First some stuff I liked... Really good to see the characters return, only in a more fleshed out way. The introduction of some new characters gave it something interesting and fresh, with a particularly good performance from Harris as Lol's horrible father.
The overall standard of the production is excellent, with some great acting and engrossing moments as the story unfolds..
The things I think let it down at times were... Far too many silly scenes of humour that just didn't work, or I didn't care about, which in short made the cast less endearing and more annoying.
Where the film really captured the feel and times of it's setting throughout the film, this didn't. With a complete lack of any of the film's feelings of desolation and worthlessness, not to mention a somewhat perfunctory note as far as the football is concerned!

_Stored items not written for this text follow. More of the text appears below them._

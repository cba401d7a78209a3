use crate::types::{Address, ChainId};
use serde::Serialize;
use serde_with::skip_serializing_none;
use tokio::sync::watch;

#[skip_serializing_none]
#[derive(Serialize, Debug, PartialEq, Eq, Clone, Default)]
#[serde(rename_all = "camelCase")]
pub struct WalletAccount {
    pub address: Option<Address>,
    pub chain_id: Option<ChainId>,
    pub native_balance: Option<String>,
}

impl WalletAccount {
    pub fn new(address: Address, chain_id: Option<ChainId>) -> Self {
        Self {
            address: Some(address),
            chain_id,
            native_balance: None,
        }
    }

    pub fn is_connected(&self) -> bool {
        self.address.is_some()
    }

    /// Lowercase `0x` hex, the form the balance source expects.
    pub fn address_hex(&self) -> Option<String> {
        self.address.map(|address| format!("{address:#x}"))
    }
}

#[derive(Debug, PartialEq, Eq, Clone, Copy)]
pub enum WalletChange {
    Connected,
    AddressChanged,
    ChainChanged,
    Disconnected,
    Unchanged,
}

impl WalletChange {
    pub fn between(old: &WalletAccount, new: &WalletAccount) -> Self {
        match (old.address, new.address) {
            (None, Some(_)) => Self::Connected,
            (Some(_), None) => Self::Disconnected,
            (Some(a), Some(b)) if a != b => Self::AddressChanged,
            (Some(_), Some(_)) if old.chain_id != new.chain_id => Self::ChainChanged,
            _ => Self::Unchanged,
        }
    }

    /// Whether the change calls for a fresh refresh cycle.
    pub fn restarts_refresh(self) -> bool {
        matches!(
            self,
            Self::Connected | Self::AddressChanged | Self::ChainChanged
        )
    }
}

/// Shared, observable state of the active wallet.
#[derive(Clone)]
pub struct WalletSession {
    account: watch::Sender<WalletAccount>,
}

impl Default for WalletSession {
    fn default() -> Self {
        Self::new()
    }
}

impl WalletSession {
    pub fn new() -> Self {
        let (account, _) = watch::channel(WalletAccount::default());

        Self { account }
    }

    pub fn current(&self) -> WalletAccount {
        self.account.borrow().clone()
    }

    pub fn subscribe(&self) -> watch::Receiver<WalletAccount> {
        self.account.subscribe()
    }

    pub fn connect(&self, account: WalletAccount) {
        self.update(|current| *current = account);
    }

    pub fn set_chain(&self, chain_id: Option<ChainId>) {
        self.update(|current| current.chain_id = chain_id);
    }

    pub fn disconnect(&self) {
        self.update(|current| *current = WalletAccount::default());
    }

    fn update(&self, modify: impl FnOnce(&mut WalletAccount)) {
        self.account.send_if_modified(|current| {
            let before = current.clone();
            modify(current);

            let changed = *current != before;
            if changed {
                log::info!(
                    "wallet {:?}: {:?} on chain {:?}",
                    WalletChange::between(&before, current),
                    current.address,
                    current.chain_id
                );
            }

            changed
        });
    }
}
use crate::types::ChainId;
use providers::UpstreamError;
use thiserror::Error;

#[derive(Error, Debug)]
pub enum RefreshError {
    #[error(transparent)]
    Upstream(#[from] UpstreamError),
    #[error("Chain `{0}` is not supported")]
    UnsupportedChain(ChainId),
    #[error("Wallet is not on a known chain")]
    UnknownWalletChain,
    #[error("No wallet connected")]
    WalletNotConnected,
}

#[derive(Error, Debug)]
pub enum ConfigError {
    #[error("Invalid value `{value}` for `{var}`: {reason}")]
    InvalidValue {
        var: &'static str,
        value: String,
        reason: String,
    },
}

Except for one, or maybe two characters and the scenes they're involved in, a complete lack of the unpredictable and dark edge that the film had.
A music score which wasn't as vibrant as it could have been.
Overall Meadows and the gang have made a reasonably entertaining 4 part drama series, with all of the cast delivering some fine performances. Ultimately though, as a story it somehow feels a little rushed, and suffers from an overwhelming feeling of a lack of direction, on more levels than one, possibly caused by too much improvisation, I don't know. And although some will no doubt be disturbed by a rape in episode 3, I would also say this feels a little watered down when compared to the mindset of the original film.. Having said that, I watched the whole lot back to back, so it certainly held my interest.
The extras on the Blu ray include, Commentaries (Ep's 1 and 3), out takes, deleted scenes, behind the scenes interviews and tomfoolery, and some gallery stuff.